Problem to work on: Print exactly the lines below between the line holding "name: name.clone(), cause" and the line holding "in registration order.", inclusive, and nothing more.

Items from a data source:
=-=-=-=-=

//! Capability seams between the engine and whatever actually computes.
//!
//! The engine never looks inside a network. It builds instances through a
//! [`NetworkFactory`], verifies them once, runs them by name, and reads the
//! names of their external outputs when they act as criteria networks.

use std::sync::Arc;

use anyhow::Result;
use stepflow_types::{NetDef, OperatorDef};

use crate::blob::BlobStore;

/// A constructed, runnable computation graph.
///
/// Instances are shared between the orchestrating thread, concurrent substep
/// workers, and reporter threads, so `run` takes `&self`.
pub trait Network: Send + Sync {
    fn name(&self) -> &str;

    /// Blobs this network publishes.
    fn external_outputs(&self) -> &[String];

    /// Post-construction sanity check. The default accepts every instance.
    fn verify(&self) -> Result<()> {
        Ok(())
    }

    /// Execute the network once.
    fn run(&self) -> Result<()>;
}

/// A single computation unit, run on its own outside of any network.
pub trait Operator: Send + Sync {
    fn op_type(&self) -> &str;

    fn run(&self) -> Result<()>;
}

/// Builds networks and operators bound to a blob store.
pub trait NetworkFactory: Send + Sync {
    fn build_net(&self, definition: &NetDef, store: &Arc<BlobStore>) -> Result<Box<dyn Network>>;

    fn build_operator(&self, definition: &OperatorDef, store: &Arc<BlobStore>) -> Result<Box<dyn Operator>>;
}
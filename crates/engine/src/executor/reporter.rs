//! Background reporter bound to the lifetime of one step invocation.
//!
//! The reporter thread sleeps on a condition variable for one interval, runs
//! the report network, and repeats. Dropping the [`Reporter`] sets the stop
//! flag, wakes the thread, and joins it, so no thread outlives its step.

use std::{
    sync::Arc,
    thread::{self, JoinHandle},
    time::{Duration, Instant},
};

use parking_lot::{Condvar, Mutex, MutexGuard};
use tracing::{debug, warn};

use crate::network::Network;

#[derive(Default)]
struct StopSignal {
    done: Mutex<bool>,
    wake: Condvar,
}

/// Handle to a running reporter thread. Stops and joins on drop.
pub(crate) struct Reporter {
    signal: Arc<StopSignal>,
    handle: Option<JoinHandle<()>>,
}

impl Reporter {
    /// Spawn the reporter thread. Returns `None` when the thread cannot be
    /// spawned; reporting is best effort and never fails the step.
    pub(crate) fn start(step: &str, network: Arc<dyn Network>, interval: Duration) -> Option<Self> {
        let signal = Arc::new(StopSignal::default());
        let worker_signal = signal.clone();
        let step_name = step.to_string();
        let spawned = thread::Builder::new()
            .name(format!("report-{step}"))
            .spawn(move || report_loop(&step_name, network.as_ref(), interval, &worker_signal));
        match spawned {
            Ok(handle) => Some(Self {
                signal,
                handle: Some(handle),
            }),
            Err(error) => {
                warn!(step = %step, error = %error, "could not spawn reporter thread; continuing without reports");
                None
            }
        }
    }
}

impl Drop for Reporter {
    fn drop(&mut self) {
        let Some(handle) = self.handle.take() else {
            return;
        };
        *self.signal.done.lock() = true;
        self.signal.wake.notify_all();
        if handle.join().is_err() {
            warn!("reporter thread panicked");
        }
    }
}

fn report_loop(step: &str, network: &dyn Network, interval: Duration, signal: &StopSignal) {
    let mut done = signal.done.lock();
    loop {
        match Instant::now().checked_add(interval) {
            Some(deadline) => {
                while !*done {
                    if signal.wake.wait_until(&mut done, deadline).timed_out() {
                        break;
                    }
                }
            }
            // No representable deadline: the next report would never come due.
            None => {
                while !*done {
                    signal.wake.wait(&mut done);
                }
            }
        }
        if *done {
            break;
        }
        MutexGuard::unlocked(&mut done, || {
            debug!(step = %step, net = %network.name(), "running report net");
            if let Err(error) = network.run() {
                warn!(step = %step, net = %network.name(), error = %format!("{error:#}"), "error running report net");
            }
        });
    }
    debug!(step = %step, "reporter stopped");
}
//! Outer limits applied to every loop of a plan run.

use std::time::{Duration, Instant};

/// Caps applied through the external continuation predicate.
///
/// `max_iterations` bounds every loop in the step tree independently, since the
/// predicate sees each loop's own iteration index. `deadline` stops all loops at
/// their next iteration boundary once it has passed; running networks are never
/// interrupted.
#[derive(Debug, Clone, Copy, Default, PartialEq, Eq)]
pub struct RunLimits {
    pub max_iterations: Option<u64>,
    pub deadline: Option<Instant>,
}

impl RunLimits {
    pub fn unlimited() -> Self {
        Self::default()
    }

    pub fn with_max_iterations(mut self, max_iterations: u64) -> Self {
        self.max_iterations = Some(max_iterations);
        self
    }

    /// Set the deadline to `timeout` from now. A timeout too large to
    /// represent as an instant leaves the run without a deadline.
    pub fn with_timeout(mut self, timeout: Duration) -> Self {
        self.deadline = Instant::now().checked_add(timeout);
        self
    }

    pub fn should_continue(&self, iteration: u64) -> bool {
        if self.max_iterations.is_some_and(|max| iteration >= max) {
            return false;
        }
        !self.deadline.is_some_and(|deadline| Instant::now() >= deadline)
    }
}
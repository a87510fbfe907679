//! Plan driver: instantiate declared networks, then run top-level steps in order.

use std::time::{Duration, Instant};

use chrono::{DateTime, Utc};
use stepflow_types::PlanDef;
use tracing::{error, info, warn};

use super::{ShouldContinue, execute_step};
use crate::{error::ExecutionError, workspace::Workspace};

/// Wall-clock time spent in one top-level step.
#[derive(Debug, Clone, PartialEq)]
pub struct StepTiming {
    pub name: String,
    pub elapsed: Duration,
}

/// Timing record of a successful plan run.
#[derive(Debug, Clone)]
pub struct PlanSummary {
    pub plan: Option<String>,
    pub started_at: DateTime<Utc>,
    pub steps: Vec<StepTiming>,
    pub elapsed: Duration,
}

/// Run `plan` against `workspace`.
///
/// A plan without steps succeeds immediately and creates no networks. Otherwise
/// every network is created first; the first creation failure or step failure
/// aborts the plan and skips the remaining top-level steps.
pub fn run_plan(workspace: &Workspace, plan: &PlanDef, should_continue: ShouldContinue<'_>) -> Result<PlanSummary, ExecutionError> {
    let started_at = Utc::now();
    let plan_label = plan.name.as_deref().unwrap_or("unnamed");
    info!(plan = %plan_label, step_count = plan.steps.len(), "started executing plan");

    let mut summary = PlanSummary {
        plan: plan.name.clone(),
        started_at,
        steps: Vec::with_capacity(plan.steps.len()),
        elapsed: Duration::ZERO,
    };
    if plan.steps.is_empty() {
        warn!(plan = %plan_label, "nothing to run; the plan has no execution steps");
        return Ok(summary);
    }

    info!(plan = %plan_label, network_count = plan.networks.len(), "initializing networks");
    for definition in &plan.networks {
        if let Err(error) = workspace.create_net(definition) {
            error!(plan = %plan_label, net = %definition.name, "failed initializing the networks");
            return Err(error);
        }
    }

    let plan_timer = Instant::now();
    for step in &plan.steps {
        let step_timer = Instant::now();
        if let Err(error) = execute_step(workspace, step, should_continue) {
            error!(plan = %plan_label, step = %step.name, error = %error, "failed executing step");
            return Err(error);
        }
        let elapsed = step_timer.elapsed();
        info!(plan = %plan_label, step = %step.name, elapsed_ms = elapsed.as_millis() as u64, "step finished");
        summary.steps.push(StepTiming {
            name: step.name.clone(),
            elapsed,
        });
    }
    summary.elapsed = plan_timer.elapsed();
    info!(
        plan = %plan_label,
        started_at = %started_at.to_rfc3339(),
        elapsed_ms = summary.elapsed.as_millis() as u64,
        "plan executed successfully"
    );
    Ok(summary)
}
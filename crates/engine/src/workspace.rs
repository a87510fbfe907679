//! Execution context: a blob store plus the registry of constructed networks.

use std::sync::Arc;

use indexmap::IndexMap;
use parking_lot::RwLock;
use stepflow_types::{ExecutionStep, NetDef, OperatorDef, PlanDef};
use tracing::{error, info, warn};

use crate::{
    blob::{Blob, BlobStore, BlobValue},
    builtin::BuiltinFactory,
    error::ExecutionError,
    executor::{self, PlanSummary},
    network::{Network, NetworkFactory},
};

/// Owns a [`BlobStore`] and a name-keyed registry of runnable networks.
///
/// The workspace is `Sync`: concurrent substep workers share it by reference.
/// Networks are handed out as `Arc`s so a run never holds the registry lock.
pub struct Workspace {
    store: Arc<BlobStore>,
    nets: RwLock<IndexMap<String, Arc<dyn Network>>>,
    factory: Arc<dyn NetworkFactory>,
}

impl Default for Workspace {
    fn default() -> Self {
        Self::new(Arc::new(BuiltinFactory))
    }
}

impl Workspace {
    /// Workspace with a fresh root store.
    pub fn new(factory: Arc<dyn NetworkFactory>) -> Self {
        Self::with_store(Arc::new(BlobStore::new()), factory)
    }

    /// Workspace over an existing store, e.g. a child of another workspace's store.
    pub fn with_store(store: Arc<BlobStore>, factory: Arc<dyn NetworkFactory>) -> Self {
        Self {
            store,
            nets: RwLock::new(IndexMap::new()),
            factory,
        }
    }

    pub fn store(&self) -> &Arc<BlobStore> {
        &self.store
    }

    pub fn create_blob(&self, name: &str) -> Arc<Blob> {
        self.store.create_blob(name)
    }

    pub fn get_blob(&self, name: &str) -> Option<Arc<Blob>> {
        self.store.get_blob(name)
    }

    pub fn has_blob(&self, name: &str) -> bool {
        self.store.has_blob(name)
    }

    pub fn list_blobs(&self) -> Vec<String> {
        self.store.list_blobs()
    }

    /// Snapshot of a blob's contents; `Ok(None)` when the blob exists but is empty.
    pub fn blob_value(&self, name: &str) -> Result<Option<BlobValue>, ExecutionError> {
        self.store
            .get_blob(name)
            .map(|blob| blob.get())
            .ok_or_else(|| ExecutionError::BlobNotFound(name.to_string()))
    }

    /// Build, verify, and register a network under `definition.name`.
    ///
    /// An existing network with the same name is dropped before the new one is
    /// built, since it may hold resources the replacement needs to open. When
    /// construction or verification fails nothing stays registered under the name.
    pub fn create_net(&self, definition: &NetDef) -> Result<Arc<dyn Network>, ExecutionError> {
        if definition.name.is_empty() {
            error!("network definition should have a name");
            return Err(ExecutionError::MissingNetName);
        }
        let name = definition.name.as_str();

        let previous = self.nets.write().shift_remove(name);
        if let Some(previous) = previous {
            warn!(net = %name, "overwriting existing network of the same name");
            drop(previous);
        }

        info!(net = %name, "initializing network");
        let network: Arc<dyn Network> = match self.factory.build_net(definition, &self.store) {
            Ok(network) => Arc::from(network),
            Err(cause) => {
                error!(net = %name, error = %format!("{cause:#}"), "error when creating the network");
                return Err(ExecutionError::NetBuild {
                    name: name.to_string(),
                    cause,
                });
            }
        };
        if let Err(cause) = network.verify() {
            error!(net = %name, error = %format!("{cause:#}"), "error when setting up network");
            return Err(ExecutionError::NetVerify {
                name: name.to_string(),
                cause,
            });
        }

        self.nets.write().insert(name.to_string(), network.clone());
        Ok(network)
    }

    /// Verify and register a network constructed outside the factory,
    /// replacing any network already registered under its name.
    pub fn register_net(&self, network: Arc<dyn Network>) -> Result<(), ExecutionError> {
        let name = network.name().to_string();
        if name.is_empty() {
            return Err(ExecutionError::MissingNetName);
        }
        if let Some(previous) = self.nets.write().shift_remove(&name) {
            warn!(net = %name, "overwriting existing network of the same name");
            drop(previous);
        }
        network.verify().map_err(|cause| ExecutionError::NetVerify { name: name.clone(), cause })?;
        self.nets.write().insert(name, network);
        Ok(())
    }

    pub fn get_net(&self, name: &str) -> Option<Arc<dyn Network>> {
        self.nets.read().get(name).cloned()
    }

    /// Remove a network; a missing name is a no-op.
    pub fn delete_net(&self, name: &str) {
        self.nets.write().shift_remove(name);
    }

    /// Registered network names in registration order.
    pub fn net_names(&self) -> Vec<String> {
        self.nets.read().keys().cloned().collect()
    }

    /// Run a registered network once.
    pub fn run_net(&self, name: &str) -> Result<(), ExecutionError> {
        let Some(network) = self.get_net(name) else {
            error!(net = %name, "network does not exist yet");
            return Err(ExecutionError::NetNotFound(name.to_string()));
        };
        run_network(network.as_ref())
    }

    /// Build, verify, and run a transient network without registering it.
    pub fn run_net_once(&self, definition: &NetDef) -> Result<(), ExecutionError> {
        let network = self
            .factory
            .build_net(definition, &self.store)
            .map_err(|cause| {
                error!(net = %definition.name, error = %format!("{cause:#}"), "error when creating the network");
                ExecutionError::NetBuild {
                    name: definition.name.clone(),
                    cause,
                }
            })?;
        if let Err(cause) = network.verify() {
            error!(net = %definition.name, error = %format!("{cause:#}"), "error when setting up network");
            return Err(ExecutionError::NetVerify {
                name: definition.name.clone(),
                cause,
            });
        }
        run_network(network.as_ref())
    }

    /// Build and run a single transient operator.
    pub fn run_operator_once(&self, definition: &OperatorDef) -> Result<(), ExecutionError> {
        let operator = self
            .factory
            .build_operator(definition, &self.store)
            .map_err(|cause| {
                error!(op_type = %definition.op_type, error = %format!("{cause:#}"), "cannot create operator");
                ExecutionError::OperatorBuild {
                    op_type: definition.op_type.clone(),
                    cause,
                }
            })?;
        operator.run().map_err(|cause| {
            error!(op_type = %definition.op_type, error = %format!("{cause:#}"), "error when running operator");
            ExecutionError::OperatorRun {
                op_type: definition.op_type.clone(),
                cause,
            }
        })
    }

    /// Execute one step tree against this workspace.
    pub fn execute_step(&self, step: &ExecutionStep, should_continue: &(dyn Fn(u64) -> bool + Sync)) -> Result<(), ExecutionError> {
        executor::execute_step(self, step, should_continue)
    }

    /// Create every declared network, then run the top-level steps in order.
    pub fn run_plan(&self, plan: &PlanDef, should_continue: &(dyn Fn(u64) -> bool + Sync)) -> Result<PlanSummary, ExecutionError> {
        executor::run_plan(self, plan, should_continue)
    }
}

pub(crate) fn run_network(network: &dyn Network) -> Result<(), ExecutionError> {
    network.run().map_err(|cause| ExecutionError::NetRun {
        name: network.name().to_string(),
        cause,
    })
}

=-=-=-=-=

Your response:
        network.verify().map_err(|cause| ExecutionError::NetVerify { name: name.clone(), cause })?;
        self.nets.write().insert(name, network);
        Ok(())
    }

    pub fn get_net(&self, name: &str) -> Option<Arc<dyn Network>> {
        self.nets.read().get(name).cloned()
    }

    /// Remove a network; a missing name is a no-op.
    pub fn delete_net(&self, name: &str) {
        self.nets.write().shift_remove(name);
    }

    /// Registered network names in registration order.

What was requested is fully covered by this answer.